▶ Directions for this task: What number of lines in the data below contain the string "filename"? Answer with that number alone.

▶ Extracted information:

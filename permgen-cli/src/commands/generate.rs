//! `permgen generate-enum`

use tracing::{info, warn};

use permgen_codegen::{render, write_artifact, Template, WriteOutcome};
use permgen_rbac::expand;
use permgen_sync::OperatorPrompt;

use crate::config::GeneratorConfig;
use crate::error::CliResult;

/// Result of a generate run.
#[derive(Debug, Clone, PartialEq, Eq)]
pub struct GenerateReport {
    /// What the writer did
    pub outcome: WriteOutcome,
    /// Number of generated cases
    pub permissions: usize,
    /// Number of expansion warnings
    pub warnings: usize,
}

/// Expand the configuration and write the permission enum.
///
/// An existing file is only replaced with `force` or after confirmation.
pub fn generate_enum(config: &GeneratorConfig, force: bool, prompt: &dyn OperatorPrompt) -> CliResult<GenerateReport> {
    let template = Template::resolve(&config.base_dir, config.template.as_deref())?;
    let target = config.artifact_target();

    info!("Generating permissions from the permission configuration...");
    let expansion = expand(&config.resources, &config.custom_permissions);

    let source = render(&expansion.permissions, &template, &target);
    let outcome = write_artifact(&target.path, &source, force, |path| {
        prompt.confirm(
            &format!("The file [{}] already exists. Do you want to overwrite it?", path.display()),
            false,
        )
    })?;

    if outcome.is_written() {
        info!(
            path = %target.path.display(),
            type_name = %target.type_name,
            permissions = expansion.permissions.len(),
            "Successfully generated {} at [{}].",
            target.type_name,
            target.path.display()
        );
        warn!("Remember to run 'permgen sync' to update the permission store!");
    }

    Ok(GenerateReport {
        outcome,
        permissions: expansion.permissions.len(),
        warnings: expansion.warnings.len(),
    })
}
//! Terminal prompt.

use std::io::{BufRead, IsTerminal, Write};

use permgen_sync::OperatorPrompt;

/// Asks the operator on stderr and reads answers from stdin.
///
/// Without a terminal on stdin every question takes its default, and
/// selection yields `None`. A typed answer that matches no option is passed
/// through unchanged.
#[derive(Debug, Clone, Copy, Default)]
pub struct TerminalPrompt;

impl TerminalPrompt {
    fn read_answer(question: &str) -> Option<String> {
        let stdin = std::io::stdin();
        if !stdin.is_terminal() {
            return None;
        }
        let mut stderr = std::io::stderr();
        write!(stderr, "{question} ").ok()?;
        stderr.flush().ok()?;

        let mut line = String::new();
        match stdin.lock().read_line(&mut line) {
            Ok(0) | Err(_) => None,
            Ok(_) => Some(line.trim().to_string()),
        }
    }
}

impl OperatorPrompt for TerminalPrompt {
    fn confirm(&self, message: &str, default: bool) -> bool {
        let hint = if default { "[Y/n]" } else { "[y/N]" };
        match Self::read_answer(&format!("{message} {hint}")) {
            Some(answer) => parse_confirmation(&answer).unwrap_or(default),
            None => default,
        }
    }

    fn select(&self, message: &str, options: &[String], default_index: usize) -> Option<String> {
        if options.is_empty() {
            return None;
        }
        let mut question = format!("{message}:");
        for (index, option) in options.iter().enumerate() {
            let marker = if index == default_index { "*" } else { " " };
            question.push_str(&format!("\n {marker} [{index}] {option}"));
        }
        question.push_str("\n>");

        let answer = Self::read_answer(&question)?;
        parse_selection(&answer, options, default_index)
    }
}

fn parse_confirmation(answer: &str) -> Option<bool> {
    match answer.to_ascii_lowercase().as_str() {
        "y" | "yes" => Some(true),
        "n" | "no" => Some(false),
        _ => None,
    }
}

/// An empty answer picks the default; otherwise an index or an option name.
///
/// Anything else is returned as typed so the caller rejects it instead of
/// silently falling back to the default.
fn parse_selection(answer: &str, options: &[String], default_index: usize) -> Option<String> {
    if answer.is_empty() {
        return options.get(default_index).cloned();
    }
    let chosen = match answer.parse::<usize>() {
        Ok(index) => options.get(index),
        Err(_) => options.iter().find(|option| option.as_str() == answer),
    };
    Some(chosen.cloned().unwrap_or_else(|| answer.to_string()))
}
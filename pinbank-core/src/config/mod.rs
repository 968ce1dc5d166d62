//! Bank configuration
//!
//! Describes which expanders to register and which aliases to install, so a
//! board's layout can live in a config file instead of code.

#[cfg(feature = "toml")]
mod toml;
pub mod types;

#[cfg(feature = "toml")]
pub use self::toml::{parse_toml, ConfigError};
pub use types::*;
//! Expander ports
//!
//! A port is one 8-bit I/O register pair of an expander: a direction
//! register and an output latch. Two ports make up one MCP23017.

use crate::buffer::BitBuffer;

/// MCP23017 register addresses (IOCON.BANK = 0)
pub mod reg {
    /// Port A direction (1 = input, 0 = output)
    pub const IODIRA: u8 = 0x00;
    /// Port B direction
    pub const IODIRB: u8 = 0x01;
    /// Port A output latch
    pub const OLATA: u8 = 0x14;
    /// Port B output latch
    pub const OLATB: u8 = 0x15;
}

/// Where a port lives on the bus
#[derive(Debug, Clone, Copy, PartialEq, Eq)]
#[cfg_attr(feature = "defmt", derive(defmt::Format))]
pub struct PortAddress {
    /// 7-bit device address
    pub device: u8,
    /// Direction register
    pub direction: u8,
    /// Output latch register
    pub latch: u8,
}

impl PortAddress {
    /// Address an arbitrary register pair
    pub const fn new(device: u8, direction: u8, latch: u8) -> Self {
        Self {
            device,
            direction,
            latch,
        }
    }

    /// Port A of an MCP23017
    pub const fn mcp23017_a(device: u8) -> Self {
        Self::new(device, reg::IODIRA, reg::OLATA)
    }

    /// Port B of an MCP23017
    pub const fn mcp23017_b(device: u8) -> Self {
        Self::new(device, reg::IODIRB, reg::OLATB)
    }
}

/// One registered port and its cached output state
#[derive(Debug, Clone, Copy, PartialEq, Eq)]
#[cfg_attr(feature = "defmt", derive(defmt::Format))]
pub struct Port {
    address: PortAddress,
    width: u8,
    buffer: BitBuffer,
}

impl Port {
    pub(crate) const fn new(address: PortAddress, width: u8) -> Self {
        Self {
            address,
            width,
            buffer: BitBuffer::new(),
        }
    }

    /// Bus location of this port
    pub const fn address(&self) -> PortAddress {
        self.address
    }

    /// Number of logical pins bound to this port
    pub const fn width(&self) -> u8 {
        self.width
    }

    /// Cached output state
    pub const fn buffer(&self) -> &BitBuffer {
        &self.buffer
    }

    /// Mutable cached output state
    pub fn buffer_mut(&mut self) -> &mut BitBuffer {
        &mut self.buffer
    }

    /// Byte the output latch should hold
    pub fn encode(&self) -> u8 {
        self.buffer.encode()
    }
}

#[cfg(test)]
mod tests {
    use super::*;

    #[test]
    fn test_mcp23017_register_pairs() {
        assert_eq!(
            PortAddress::mcp23017_a(0x20),
            PortAddress::new(0x20, 0x00, 0x14)
        );
        assert_eq!(
            PortAddress::mcp23017_b(0x20),
            PortAddress::new(0x20, 0x01, 0x15)
        );
    }

    #[test]
    fn test_new_port_is_off() {
        let port = Port::new(PortAddress::mcp23017_a(0x21), 8);
        assert_eq!(port.encode(), 0);
        assert_eq!(port.width(), 8);
        assert_eq!(port.address().device, 0x21);
    }
}
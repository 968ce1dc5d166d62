//! Port binding

use pinbank_core::{Port, PortAddress};
use pinbank_hal::{I2cBus, RegisterWriter};

/// Write side of one registered port
///
/// Holds the writers bound at registration. The port's cached state stays
/// in the registry; [`PortBus::flush`] encodes it and writes the latch.
#[derive(Debug, Clone, Copy, PartialEq, Eq)]
#[cfg_attr(feature = "defmt", derive(defmt::Format))]
pub struct PortBus {
    direction: RegisterWriter,
    latch: RegisterWriter,
}

impl PortBus {
    /// Bind writers for a port without touching the bus
    pub const fn new(address: PortAddress) -> Self {
        Self {
            direction: RegisterWriter::new(address.device, address.direction),
            latch: RegisterWriter::new(address.device, address.latch),
        }
    }

    /// Make every line an output and drive it low
    ///
    /// Done once, at registration.
    pub fn configure<B: I2cBus>(&self, bus: &mut B) -> Result<(), B::Error> {
        self.direction.write(bus, 0x00)?;
        self.latch.write(bus, 0x00)
    }

    /// Write the port's cached state to its output latch
    pub fn flush<B: I2cBus>(&self, bus: &mut B, port: &Port) -> Result<(), B::Error> {
        self.latch.write(bus, port.encode())
    }

    /// Output latch writer
    pub const fn latch(&self) -> RegisterWriter {
        self.latch
    }
}
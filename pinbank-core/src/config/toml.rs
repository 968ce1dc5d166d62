//! TOML bank configuration
//!
//! ```toml
//! [[chips]]
//! address = 0x20
//!
//! [[port_groups]]
//! address = 0x24
//! direction = 0x00
//! latch = 0x14
//! width = 4
//!
//! [[aliases]]
//! virtual = 100
//! pin = 3
//! ```

use core::fmt;

use crate::error::PinError;

use super::types::BankConfig;

/// Configuration loading errors
#[derive(Debug, Clone, PartialEq, Eq)]
pub enum ConfigError {
    /// Not valid TOML, or not the expected shape
    Parse(::toml::de::Error),
    /// Well formed but cannot be applied
    Invalid(PinError),
}

impl From<PinError> for ConfigError {
    fn from(e: PinError) -> Self {
        ConfigError::Invalid(e)
    }
}

impl From<::toml::de::Error> for ConfigError {
    fn from(e: ::toml::de::Error) -> Self {
        ConfigError::Parse(e)
    }
}

impl fmt::Display for ConfigError {
    fn fmt(&self, f: &mut fmt::Formatter<'_>) -> fmt::Result {
        match self {
            ConfigError::Parse(e) => write!(f, "{}", e),
            ConfigError::Invalid(e) => write!(f, "invalid bank layout: {:?}", e),
        }
    }
}

#[cfg(feature = "defmt")]
impl defmt::Format for ConfigError {
    fn format(&self, f: defmt::Formatter) {
        match self {
            ConfigError::Parse(_) => defmt::write!(f, "Parse"),
            ConfigError::Invalid(e) => defmt::write!(f, "Invalid({})", e),
        }
    }
}

/// Parse and validate a bank config
pub fn parse_toml(text: &str) -> Result<BankConfig, ConfigError> {
    let config: BankConfig = ::toml::from_str(text)?;
    config.validate()?;
    Ok(config)
}
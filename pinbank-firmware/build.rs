//! Build script for pinbank-firmware
//!
//! - Sets up linker search paths for memory.x
//! - Validates bank.toml at compile time
//! - Generates the bank layout tables the firmware registers from

use std::env;
use std::fmt::Write as _;
use std::fs::{self, File};
use std::io::Write;
use std::path::{Path, PathBuf};

use pinbank_core::config::{parse_toml, BankConfig};

fn main() {
    setup_linker();
    let config = validate_config();
    generate_tables(&config);
}

/// Set up linker search paths for memory.x
fn setup_linker() {
    let out_dir = PathBuf::from(env::var("OUT_DIR").unwrap());

    // Copy memory.x to the output directory
    let memory_x = include_bytes!("memory.x");
    let mut f = File::create(out_dir.join("memory.x")).unwrap();
    f.write_all(memory_x).unwrap();

    // Tell rustc where to find memory.x
    println!("cargo:rustc-link-search={}", out_dir.display());
    println!("cargo:rustc-link-arg-bins=--nmagic");
    println!("cargo:rustc-link-arg-bins=-Tlink.x");
    println!("cargo:rustc-link-arg-bins=-Tlink-rp.x");
    println!("cargo:rustc-link-arg-bins=-Tdefmt.x");

    // Re-run if memory.x changes
    println!("cargo:rerun-if-changed=memory.x");
    println!("cargo:rerun-if-changed=build.rs");
}

/// Validate bank.toml at compile time
fn validate_config() -> BankConfig {
    println!("cargo:rerun-if-changed=bank.toml");

    let config_path = Path::new("bank.toml");

    let config_content = match fs::read_to_string(config_path) {
        Ok(content) => content,
        Err(e) => {
            panic!(
                "\n\
                ╔══════════════════════════════════════════════════════════════════╗\n\
                ║  ERROR: Failed to read bank.toml                                 ║\n\
                ║                                                                  ║\n\
                ║  Error: {:<56} ║\n\
                ╚══════════════════════════════════════════════════════════════════╝\n",
                e
            );
        }
    };

    match parse_toml(&config_content) {
        Ok(config) => {
            println!(
                "cargo:warning=bank.toml validated: {} pins, {} aliases",
                config.pin_count(),
                config.aliases.len()
            );
            config
        }
        Err(e) => {
            let error_msg = e.to_string();
            panic!(
                "\n\
                ╔══════════════════════════════════════════════════════════════════╗\n\
                ║  ERROR: Invalid bank.toml                                        ║\n\
                ╠══════════════════════════════════════════════════════════════════╣\n\
                ║                                                                  ║\n\
                {}\n\
                ║                                                                  ║\n\
                ╚══════════════════════════════════════════════════════════════════╝\n",
                format_error_lines(&error_msg)
            );
        }
    }
}

/// Format error message lines with box drawing
fn format_error_lines(msg: &str) -> String {
    msg.lines()
        .filter(|line| !line.trim().is_empty())
        .map(|line| {
            let truncated = if line.chars().count() > 64 {
                format!("{}...", line.chars().take(61).collect::<String>())
            } else {
                line.to_string()
            };
            format!("║  {:<64} ║", truncated)
        })
        .collect::<Vec<_>>()
        .join("\n")
}

/// Write the validated layout as constant tables
fn generate_tables(config: &BankConfig) {
    let mut out = String::new();

    out.push_str("use pinbank_core::config::{AliasConfig, ChipConfig, PortGroupConfig};\n\n");

    out.push_str("/// Chips in registration order\n");
    out.push_str("pub const CHIPS: &[ChipConfig] = &[\n");
    for chip in &config.chips {
        writeln!(out, "    ChipConfig {{ address: {:#04x} }},", chip.address).unwrap();
    }
    out.push_str("];\n\n");

    out.push_str("/// Port groups registered after the chips\n");
    out.push_str("pub const PORT_GROUPS: &[PortGroupConfig] = &[\n");
    for group in &config.port_groups {
        writeln!(
            out,
            "    PortGroupConfig {{ address: {:#04x}, direction: {:#04x}, latch: {:#04x}, width: {} }},",
            group.address, group.direction, group.latch, group.width
        )
        .unwrap();
    }
    out.push_str("];\n\n");

    out.push_str("/// Aliases installed last\n");
    out.push_str("pub const ALIASES: &[AliasConfig] = &[\n");
    for alias in &config.aliases {
        writeln!(
            out,
            "    AliasConfig {{ virtual_pin: {}, pin: {} }},",
            alias.virtual_pin, alias.pin
        )
        .unwrap();
    }
    out.push_str("];\n");

    let out_dir = PathBuf::from(env::var("OUT_DIR").unwrap());
    fs::write(out_dir.join("bank.rs"), out).unwrap();
}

▶ Result for this task: 4